Registered Apprenticeship (RA) is administered by the Employment and Training Administration in conjunction with State Apprenticeship Agencies. Apprenticeship programs range from one to six years and are offered in approximately 1,000 occupations, including the traditional skilled trades such as electrician, plumber, and carpenter, as well as such occupations as truck driver, child care worker, health informaticians, and correctional officer. For apprentices, RA provides on-the-job training, related technical instruction, incremental wage increases as skills are attained, and, upon completion, nationally recognized certification in the chosen career area. RA programs are delivered by sponsors—employers, employer associations, and labor management organizations. Sponsors cover the costs of training, wages paid to apprentices, costs of managing the program, and costs associated with time spent by senior employees to mentor and train apprentices. In return, sponsors receive the benefit of a supply of highly trained well qualified workers.
ETA contracted with Mathematica Policy Associates to conduct an effectiveness and cost-benefit analysis of Registered Apprenticeship. The study assessed the effectiveness of RA with regard to the earnings and net benefits received by apprentices and examined the social costs and benefits of RA in 10 states, selected to vary in program features and labor market outcomes: Florida, Georgia, Iowa, Kentucky, Maryland, Missouri, New Jersey, Ohio, Pennsylvania and Texas. Additionally, the study examined the barriers that women face in RA and the best practices for promoting their success. The question of whether federal and state administered RA programs have patterns of differences in the programs themselves and their outcomes was also explored.
The study’s principal findings were:
- RA participants had substantially higher earnings than did nonparticipants. Estimated over a career of 36 years, individuals who participated in RA would have estimated average earnings gains of $98,718 ($123,906 with employer benefits). Assuming costs such as taxes apprentices pay on earnings gains, the estimated net benefits for RA participants are $96,911. For those who not only participated in RA but also completed the RA program, the average earnings gains were substantially higher: $240,037 ($301,533 with employer benefits). After accounting for costs, the net benefits for RA completers are $233,828.

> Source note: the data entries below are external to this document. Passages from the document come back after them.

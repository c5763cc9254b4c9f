//! Solver-level scope.

use std::sync::atomic::{AtomicBool, Ordering};
use std::sync::Arc;
use std::time::Instant;

use rand::SeedableRng;
use rand_chacha::ChaCha8Rng;

use tracing::debug;

use lodestar_core::domain::Solution;
use lodestar_core::error::Result;
use lodestar_core::score::Score;
use lodestar_scoring::ScoreDirector;

/// Invoked on the solving thread every time the best solution improves.
pub type BestSolutionCallback<Sc> = Arc<dyn Fn(&Solution<Sc>, Sc) + Send + Sync>;

/// Top-level scope for one solving run.
pub struct SolverScope<Sc: Score> {
    director: ScoreDirector<Sc>,
    best_solution: Option<Solution<Sc>>,
    best_score: Option<Sc>,
    best_initialized: bool,
    rng: ChaCha8Rng,
    start_time: Instant,
    last_improvement: Instant,
    total_step_count: u64,
    terminate_early_flag: Arc<AtomicBool>,
    best_callback: Option<BestSolutionCallback<Sc>>,
}

impl<Sc: Score> SolverScope<Sc> {
    pub fn new(director: ScoreDirector<Sc>) -> Self {
        Self::with_seed(director, rand::random())
    }

    pub fn with_seed(director: ScoreDirector<Sc>, seed: u64) -> Self {
        let now = Instant::now();
        Self {
            director,
            best_solution: None,
            best_score: None,
            best_initialized: false,
            rng: ChaCha8Rng::seed_from_u64(seed),
            start_time: now,
            last_improvement: now,
            total_step_count: 0,
            terminate_early_flag: Arc::new(AtomicBool::new(false)),
            best_callback: None,
        }
    }

    pub fn set_terminate_early_flag(&mut self, flag: Arc<AtomicBool>) {
        self.terminate_early_flag = flag;
    }

    pub fn set_best_solution_callback(&mut self, callback: BestSolutionCallback<Sc>) {
        self.best_callback = Some(callback);
    }

    pub fn start_solving(&mut self) {
        self.start_time = Instant::now();
        self.last_improvement = self.start_time;
        self.total_step_count = 0;
    }

    pub fn director(&self) -> &ScoreDirector<Sc> {
        &self.director
    }

    pub fn director_mut(&mut self) -> &mut ScoreDirector<Sc> {
        &mut self.director
    }

    pub fn rng(&mut self) -> &mut ChaCha8Rng {
        &mut self.rng
    }

    /// Split borrow for selectors that read the director while drawing
    /// from the rng.
    pub fn director_and_rng(&mut self) -> (&ScoreDirector<Sc>, &mut ChaCha8Rng) {
        (&self.director, &mut self.rng)
    }

    pub fn elapsed(&self) -> std::time::Duration {
        self.start_time.elapsed()
    }

    pub fn time_since_improvement(&self) -> std::time::Duration {
        self.last_improvement.elapsed()
    }

    pub fn best_score(&self) -> Option<Sc> {
        self.best_score
    }

    pub fn best_solution(&self) -> Option<&Solution<Sc>> {
        self.best_solution.as_ref()
    }

    pub fn calculate_score(&mut self) -> Result<Sc> {
        self.director.calculate_score()
    }

    /// Snapshots the working solution as the new best if it improves.
    ///
    /// Completeness outranks score: a fully assigned candidate replaces an
    /// incomplete incumbent no matter the scores, and an incomplete
    /// candidate never replaces a fully assigned one.
    pub fn update_best_solution(&mut self) -> Result<()> {
        let current = self.director.calculate_score()?;
        let initialized = self.director.solution().is_initialized();
        let improved = match self.best_score {
            None => true,
            Some(best) if initialized == self.best_initialized => current > best,
            Some(_) => initialized,
        };
        if improved {
            debug!(score = %current, step = self.total_step_count, "new best solution");
            let snapshot = self.director.snapshot()?;
            if let Some(callback) = &self.best_callback {
                callback(&snapshot, current);
            }
            self.best_solution = Some(snapshot);
            self.best_score = Some(current);
            self.best_initialized = initialized;
            self.last_improvement = Instant::now();
        }
        Ok(())
    }

    pub fn increment_step_count(&mut self) -> u64 {
        self.total_step_count += 1;
        self.total_step_count
    }

    pub fn total_step_count(&self) -> u64 {
        self.total_step_count
    }

    pub fn is_terminate_early(&self) -> bool {
        self.terminate_early_flag.load(Ordering::SeqCst)
    }

    /// Best solution if any improvement was recorded, else the working one.
    pub fn take_best_or_working_solution(mut self) -> Result<Solution<Sc>> {
        match self.best_solution.take() {
            Some(best) => Ok(best),
            None => self.director.into_solution(),
        }
    }
}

- The social benefits of the RA program appear to be much larger than the social costs. Over the career of an apprentice, the estimated social benefits of RA exceed the social costs by more than $49,000.
- Female apprentices expressed positive views of RA but recommended some changes to promote women’s success. Researchers found that women participate in RA at lower rates than men and are concentrated in social service occupations (mainly child care and health care). In the 2010 cohort, women made up only 9 percent of new apprentices. Women are much less likely than men to enroll in the traditional skilled trades and, when they do, they are less likely than men to complete RA. The women interviewed see their participation in RA as a pathway to career advancement and higher pay. Those interviewed suggested strategies to enhance the success of women in RA.